Since I suspect a post I did entitled “Our German Masters” might have helped inspire my friend Peter Ross Range to send in a Ten Miles Square piece admonishing those who “blindly bash” Germany, I feel obligated to offer a brief comment. Peter knows vastly more about Germany than I ever will, so I will take his word for it that the Germans are more far-sighted than their American conservative admirers give them credit for, and that Merkel’s negotiating posture enjoys broad-based support in her country. And of course he’s right that national stereotyping is generally a bad, and often a malicious, idea, although Germany’s record in the last century necessitates a somewhat higher tolerance for mockery and suspicion than might otherwise be the case.

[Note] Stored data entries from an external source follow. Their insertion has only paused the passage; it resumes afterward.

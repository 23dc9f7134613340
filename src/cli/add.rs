//! todo add command implementation

use std::path::PathBuf;

use tracing::debug;

use crate::cli::open_todoer;
use crate::error::Result;
use crate::output::{emit_success, HumanOutput, OutputOptions};
use crate::task::Task;

/// Options for `todo add`
pub struct AddOptions {
    pub description: Vec<String>,
    pub priority: i64,
    pub config_dir: Option<PathBuf>,
    pub json: bool,
    pub quiet: bool,
}

#[derive(serde::Serialize)]
struct AddReport {
    id: usize,
    task: Task,
}

pub fn run(options: AddOptions) -> Result<()> {
    let todoer = open_todoer(options.config_dir)?;

    let (id, task) = todoer
        .add_with_id(options.description.as_slice(), options.priority)
        .map_err(|unsaved| {
            debug!(description = %unsaved.attempted.description, "task not saved");
            unsaved.into_error()
        })?;

    let mut human = HumanOutput::new(format!(
        "To-Do: \"{}\" was added with priority: {}",
        task.description, task.priority
    ));
    human.push_summary("id", id.to_string());

    emit_success(
        OutputOptions {
            json: options.json,
            quiet: options.quiet,
        },
        "add",
        &AddReport { id, task },
        Some(&human),
    )?;

    Ok(())
}
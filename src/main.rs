//! todo - command-line task tracker
//!
//! Add, list, complete and remove prioritized tasks kept in a JSON file.

use clap::Parser;
use todo::cli::Cli;
use todo::output::{emit_error, infer_command_name_from_args};
use tracing_subscriber::{fmt, prelude::*, EnvFilter};

fn main() {
    // Tracing is opt-in via RUST_LOG.
    // Ignore invalid/huge filters so startup never fails on them.
    let filter = std::env::var("RUST_LOG")
        .ok()
        .and_then(|raw| {
            let raw = raw.trim();
            if raw.is_empty() || raw.len() > 4096 {
                return None;
            }
            EnvFilter::try_new(raw).ok()
        })
        .unwrap_or_else(|| EnvFilter::new("off"));

    tracing_subscriber::registry()
        .with(fmt::layer().with_writer(std::io::stderr))
        .with(filter)
        .init();

    let command = infer_command_name_from_args();
    let cli = Cli::parse();
    let json = cli.json;
    if let Err(err) = cli.run() {
        let _ = emit_error(&command, &err, json);
        std::process::exit(err.exit_code());
    }
}
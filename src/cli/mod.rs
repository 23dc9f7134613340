//! Command-line interface for todo
//!
//! This module defines the CLI structure using clap derive macros.
//! Each subcommand is implemented in its own submodule.

use std::io::{self, BufRead, Write};
use std::path::PathBuf;

use clap::{Parser, Subcommand};

use crate::config::ConfigPaths;
use crate::error::{Error, Result};
use crate::task::DEFAULT_PRIORITY;
use crate::todo::Todoer;

mod add;
mod complete;
mod init;
mod list;
mod remove;

/// To-Do - a command-line task tracker
///
/// Tasks live in a single JSON file whose location is recorded by
/// `todo init`.
#[derive(Parser, Debug)]
#[command(name = "todo")]
#[command(author, version, about, long_about = None)]
#[command(propagate_version = true)]
pub struct Cli {
    /// Directory holding config.toml (defaults to the platform config dir)
    #[arg(long, global = true, env = "TODO_CONFIG_DIR")]
    pub config_dir: Option<PathBuf>,

    /// Output in JSON format
    #[arg(long, global = true)]
    pub json: bool,

    /// Suppress non-essential output
    #[arg(short, long, global = true)]
    pub quiet: bool,

    #[command(subcommand)]
    pub command: Commands,
}

/// Available subcommands
#[derive(Subcommand, Debug)]
pub enum Commands {
    /// Record the database location and create an empty database
    Init {
        /// Database location (defaults to ~/.todo.json)
        #[arg(long = "db-path", visible_alias = "db")]
        db_path: Option<PathBuf>,
    },

    /// Add a new task
    Add {
        /// Task description words
        #[arg(required = true)]
        description: Vec<String>,

        /// Priority from 1 (highest) to 4
        #[arg(
            short,
            long,
            default_value_t = DEFAULT_PRIORITY,
            value_parser = clap::value_parser!(i64).range(1..=4)
        )]
        priority: i64,
    },

    /// List all tasks
    List,

    /// Mark a task as done
    Complete {
        /// Task ID as shown by `todo list`
        id: usize,
    },

    /// Remove a task
    Remove {
        /// Task ID as shown by `todo list`
        id: usize,

        /// Remove without asking for confirmation
        #[arg(short, long)]
        force: bool,
    },

    /// Remove all tasks
    Clear {
        /// Remove without asking for confirmation
        #[arg(short, long)]
        force: bool,
    },
}

impl Cli {
    /// Execute the CLI command
    pub fn run(self) -> Result<()> {
        match self.command {
            Commands::Init { db_path } => init::run(init::InitOptions {
                db_path,
                config_dir: self.config_dir,
                json: self.json,
                quiet: self.quiet,
            }),
            Commands::Add {
                description,
                priority,
            } => add::run(add::AddOptions {
                description,
                priority,
                config_dir: self.config_dir,
                json: self.json,
                quiet: self.quiet,
            }),
            Commands::List => list::run(list::ListOptions {
                config_dir: self.config_dir,
                json: self.json,
                quiet: self.quiet,
            }),
            Commands::Complete { id } => complete::run(complete::CompleteOptions {
                id,
                config_dir: self.config_dir,
                json: self.json,
                quiet: self.quiet,
            }),
            Commands::Remove { id, force } => remove::run_remove(remove::RemoveOptions {
                id,
                force,
                config_dir: self.config_dir,
                json: self.json,
                quiet: self.quiet,
            }),
            Commands::Clear { force } => remove::run_clear(remove::ClearOptions {
                force,
                config_dir: self.config_dir,
                json: self.json,
                quiet: self.quiet,
            }),
        }
    }
}

/// Build a `Todoer` from the config record, failing if `todo init` has not
/// been run or the recorded database is gone.
pub(crate) fn open_todoer(config_dir: Option<PathBuf>) -> Result<Todoer> {
    let paths = ConfigPaths::resolve(config_dir)?;
    let config_file = paths.file();
    if !config_file.exists() {
        return Err(Error::NotInitialized(config_file));
    }

    let db_path = paths.database_path()?;
    if !db_path.exists() {
        return Err(Error::DatabaseMissing(db_path));
    }

    Ok(Todoer::new(db_path))
}

/// Ask a yes/no question on stderr and read the answer from stdin.
///
/// Anything other than `y`/`yes` (including EOF) is a no.
pub(crate) fn confirm(prompt: &str) -> Result<bool> {
    let mut stderr = io::stderr();
    write!(stderr, "{prompt} [y/N]: ")?;
    stderr.flush()?;

    let mut line = String::new();
    io::stdin().lock().read_line(&mut line)?;
    let answer = line.trim().to_ascii_lowercase();
    Ok(answer == "y" || answer == "yes")
}
//! Task manager
//!
//! Task-level operations layered on [`TaskStore`]. `Todoer` holds no task
//! state: every call reads the collection fresh, transforms it in memory and
//! writes the full collection back.
//!
//! Task IDs are 1-based positions in the collection. They are not persisted
//! and shift down when an earlier task is removed.

use std::path::PathBuf;

use tracing::{debug, warn};

use crate::error::{Error, Result, Unsaved};
use crate::store::TaskStore;
use crate::task::Task;

/// Exchange point between the CLI and the task database
#[derive(Debug, Clone)]
pub struct Todoer {
    store: TaskStore,
}

impl Todoer {
    pub fn new(db_path: impl Into<PathBuf>) -> Self {
        Self {
            store: TaskStore::new(db_path),
        }
    }

    pub fn store(&self) -> &TaskStore {
        &self.store
    }

    /// Append a new task built from `words`.
    ///
    /// If the database cannot be read at all nothing is written and the
    /// built task comes back inside the error. An undecodable database is
    /// treated as empty and gets overwritten.
    pub fn add<S: AsRef<str>>(
        &self,
        words: &[S],
        priority: i64,
    ) -> std::result::Result<Task, Unsaved<Task>> {
        self.add_with_id(words, priority).map(|(_, task)| task)
    }

    /// Same as [`Todoer::add`], also returning the new task's positional ID
    pub fn add_with_id<S: AsRef<str>>(
        &self,
        words: &[S],
        priority: i64,
    ) -> std::result::Result<(usize, Task), Unsaved<Task>> {
        let task = Task::new(words, priority);

        let mut tasks = match self.store.read() {
            Ok(tasks) => tasks,
            Err(err @ Error::DbRead { .. }) => return Err(Unsaved::new(task, err)),
            Err(err) => {
                warn!(error = %err, "database unreadable, starting from an empty list");
                Vec::new()
            }
        };

        tasks.push(task.clone());
        let id = tasks.len();
        match self.store.write(tasks) {
            Ok(_) => Ok((id, task)),
            Err(unsaved) => Err(unsaved.map(|_| task)),
        }
    }

    /// All tasks in positional order; read errors yield an empty list
    pub fn list(&self) -> Vec<Task> {
        self.store.read().unwrap_or_else(|err| {
            debug!(error = %err, "listing as empty");
            Vec::new()
        })
    }

    /// Mark task `id` as done and return it
    pub fn complete(&self, id: usize) -> Result<Task> {
        let mut tasks = self.store.read()?;
        let idx = position(id, tasks.len())?;

        tasks[idx].done = true;
        let task = tasks[idx].clone();

        self.store.write(tasks)?;
        Ok(task)
    }

    /// Delete task `id` and return it; later tasks are renumbered
    pub fn remove(&self, id: usize) -> Result<Task> {
        let mut tasks = self.store.read()?;
        let idx = position(id, tasks.len())?;

        let task = tasks.remove(idx);

        self.store.write(tasks)?;
        Ok(task)
    }

    /// Replace the collection with an empty one
    pub fn remove_all(&self) -> Result<()> {
        self.store.write(Vec::new())?;
        Ok(())
    }
}

/// Map a 1-based ID onto a vector index
fn position(id: usize, len: usize) -> Result<usize> {
    if id == 0 || id > len {
        return Err(Error::InvalidId(id));
    }
    Ok(id - 1)
}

I also assume Peter’s right that the German government is not trying to destroy a European project on which its own prosperity obviously depends, and it’s entirely possible the course of action Merkel prefers makes sense for Europeans in the long run. But what I was mainly writing about myself was the possible impact on the U.S. economy (and let’s face it, U.S. politics) of Germany’s determination to set what it regards as the right precedents for Europe. Whether or not Germany’s right and France, Italy, Spain and Greece are wrong about how to deal with the debt and stagnation, there’s not much question which route poses the greatest peril for us. Perhaps I am being selfish, but I regard a double-dip recession and the election of a Republican president and Congress too high a price for Americans to pay for the vindication of Angela Merkel’s sense of responsibility. And yes, I feel a sense of frustration that Europe’s fateful decisions are beyond my country’s control, a feeling that people in many other countries have so often shared with respect to America’s decisions.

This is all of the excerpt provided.